To do | From the first line of the records through the line containing "let location = match", retype every line exactly and nothing else.

Given information |
··········
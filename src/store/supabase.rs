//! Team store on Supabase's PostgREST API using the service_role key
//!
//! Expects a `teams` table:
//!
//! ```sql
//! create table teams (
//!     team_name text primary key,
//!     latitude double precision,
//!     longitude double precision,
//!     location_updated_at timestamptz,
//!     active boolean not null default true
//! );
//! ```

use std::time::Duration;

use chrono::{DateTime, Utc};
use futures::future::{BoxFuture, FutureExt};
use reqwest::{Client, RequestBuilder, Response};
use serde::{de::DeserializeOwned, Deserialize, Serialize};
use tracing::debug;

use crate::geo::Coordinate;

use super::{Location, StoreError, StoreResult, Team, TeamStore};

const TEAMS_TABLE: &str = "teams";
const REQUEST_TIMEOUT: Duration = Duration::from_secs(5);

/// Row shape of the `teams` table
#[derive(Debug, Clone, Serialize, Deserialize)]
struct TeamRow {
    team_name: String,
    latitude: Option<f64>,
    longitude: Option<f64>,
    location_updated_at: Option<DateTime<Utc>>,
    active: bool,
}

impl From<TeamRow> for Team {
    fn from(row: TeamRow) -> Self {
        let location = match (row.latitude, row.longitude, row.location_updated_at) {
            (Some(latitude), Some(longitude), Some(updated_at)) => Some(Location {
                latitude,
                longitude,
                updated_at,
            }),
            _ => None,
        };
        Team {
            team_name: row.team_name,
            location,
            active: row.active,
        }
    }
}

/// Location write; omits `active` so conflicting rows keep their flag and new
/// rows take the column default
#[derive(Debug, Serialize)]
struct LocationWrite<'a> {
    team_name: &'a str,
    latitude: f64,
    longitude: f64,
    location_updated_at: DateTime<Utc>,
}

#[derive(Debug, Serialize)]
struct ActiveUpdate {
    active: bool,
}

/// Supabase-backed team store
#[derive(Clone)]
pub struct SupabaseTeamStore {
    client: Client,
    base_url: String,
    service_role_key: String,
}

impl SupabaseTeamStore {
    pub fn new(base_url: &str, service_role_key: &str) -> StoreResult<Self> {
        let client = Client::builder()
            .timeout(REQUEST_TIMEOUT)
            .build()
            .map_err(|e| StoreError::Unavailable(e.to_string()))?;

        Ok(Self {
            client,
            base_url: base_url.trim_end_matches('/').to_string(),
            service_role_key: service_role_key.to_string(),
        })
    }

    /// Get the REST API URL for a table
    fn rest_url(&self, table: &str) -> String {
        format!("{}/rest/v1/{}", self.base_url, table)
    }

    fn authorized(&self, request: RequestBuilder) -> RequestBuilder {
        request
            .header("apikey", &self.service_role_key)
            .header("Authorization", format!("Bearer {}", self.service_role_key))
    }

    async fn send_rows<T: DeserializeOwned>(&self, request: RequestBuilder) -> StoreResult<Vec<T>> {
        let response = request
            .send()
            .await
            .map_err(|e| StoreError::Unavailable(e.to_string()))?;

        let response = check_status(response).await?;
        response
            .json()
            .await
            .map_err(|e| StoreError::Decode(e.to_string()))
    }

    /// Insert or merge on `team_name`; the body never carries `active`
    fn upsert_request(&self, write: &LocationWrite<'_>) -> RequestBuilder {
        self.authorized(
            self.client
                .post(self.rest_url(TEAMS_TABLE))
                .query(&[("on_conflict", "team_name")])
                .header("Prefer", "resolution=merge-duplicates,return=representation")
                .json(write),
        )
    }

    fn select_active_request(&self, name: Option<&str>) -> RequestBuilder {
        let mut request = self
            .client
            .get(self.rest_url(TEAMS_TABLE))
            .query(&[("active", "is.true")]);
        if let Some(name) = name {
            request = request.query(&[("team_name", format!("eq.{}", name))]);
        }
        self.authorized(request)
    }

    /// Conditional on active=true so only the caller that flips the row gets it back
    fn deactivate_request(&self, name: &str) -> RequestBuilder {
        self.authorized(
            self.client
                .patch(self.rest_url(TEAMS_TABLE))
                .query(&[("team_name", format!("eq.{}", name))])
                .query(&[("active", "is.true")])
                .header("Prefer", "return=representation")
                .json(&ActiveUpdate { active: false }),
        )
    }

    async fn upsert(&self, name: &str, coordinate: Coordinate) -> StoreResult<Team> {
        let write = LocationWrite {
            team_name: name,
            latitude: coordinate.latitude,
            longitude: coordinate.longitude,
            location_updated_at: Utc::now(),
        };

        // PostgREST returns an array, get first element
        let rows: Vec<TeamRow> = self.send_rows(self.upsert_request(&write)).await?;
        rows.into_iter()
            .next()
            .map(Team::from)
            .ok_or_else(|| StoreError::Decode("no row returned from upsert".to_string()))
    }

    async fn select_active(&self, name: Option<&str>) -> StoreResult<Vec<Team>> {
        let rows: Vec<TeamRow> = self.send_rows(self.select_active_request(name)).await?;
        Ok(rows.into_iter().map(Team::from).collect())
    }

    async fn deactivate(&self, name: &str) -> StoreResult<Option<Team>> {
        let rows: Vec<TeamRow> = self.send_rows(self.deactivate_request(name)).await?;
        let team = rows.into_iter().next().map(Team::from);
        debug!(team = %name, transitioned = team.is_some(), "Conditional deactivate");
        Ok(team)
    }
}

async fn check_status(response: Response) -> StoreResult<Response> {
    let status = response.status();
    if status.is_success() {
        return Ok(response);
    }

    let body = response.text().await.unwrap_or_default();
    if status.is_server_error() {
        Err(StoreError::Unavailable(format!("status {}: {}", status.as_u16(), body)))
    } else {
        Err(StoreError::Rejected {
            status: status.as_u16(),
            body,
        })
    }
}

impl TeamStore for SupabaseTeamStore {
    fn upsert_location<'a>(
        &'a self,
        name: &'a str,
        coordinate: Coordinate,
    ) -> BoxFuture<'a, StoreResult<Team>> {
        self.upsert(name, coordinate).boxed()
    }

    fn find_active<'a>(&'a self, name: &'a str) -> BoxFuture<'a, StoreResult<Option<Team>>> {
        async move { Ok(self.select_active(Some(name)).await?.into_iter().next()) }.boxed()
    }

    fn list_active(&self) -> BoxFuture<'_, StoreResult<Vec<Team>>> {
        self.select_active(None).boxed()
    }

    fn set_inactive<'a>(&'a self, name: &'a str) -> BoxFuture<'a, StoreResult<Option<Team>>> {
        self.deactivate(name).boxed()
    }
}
··········
Finished task |
filename src/store/supabase.rs
//! Team store on Supabase's PostgREST API using the service_role key
//!
//! Expects a `teams` table:
//!
//! ```sql
//! create table teams (
//!     team_name text primary key,
//!     latitude double precision,
//!     longitude double precision,
//!     location_updated_at timestamptz,
//!     active boolean not null default true
//! );
//! ```

use std::time::Duration;

use chrono::{DateTime, Utc};
use futures::future::{BoxFuture, FutureExt};
use reqwest::{Client, RequestBuilder, Response};
use serde::{de::DeserializeOwned, Deserialize, Serialize};
use tracing::debug;

use crate::geo::Coordinate;

use super::{Location, StoreError, StoreResult, Team, TeamStore};

const TEAMS_TABLE: &str = "teams";
const REQUEST_TIMEOUT: Duration = Duration::from_secs(5);

/// Row shape of the `teams` table
#[derive(Debug, Clone, Serialize, Deserialize)]
struct TeamRow {
    team_name: String,
    latitude: Option<f64>,
    longitude: Option<f64>,
    location_updated_at: Option<DateTime<Utc>>,
    active: bool,
}

impl From<TeamRow> for Team {
    fn from(row: TeamRow) -> Self {
        let location = match (row.latitude, row.longitude, row.location_updated_at) {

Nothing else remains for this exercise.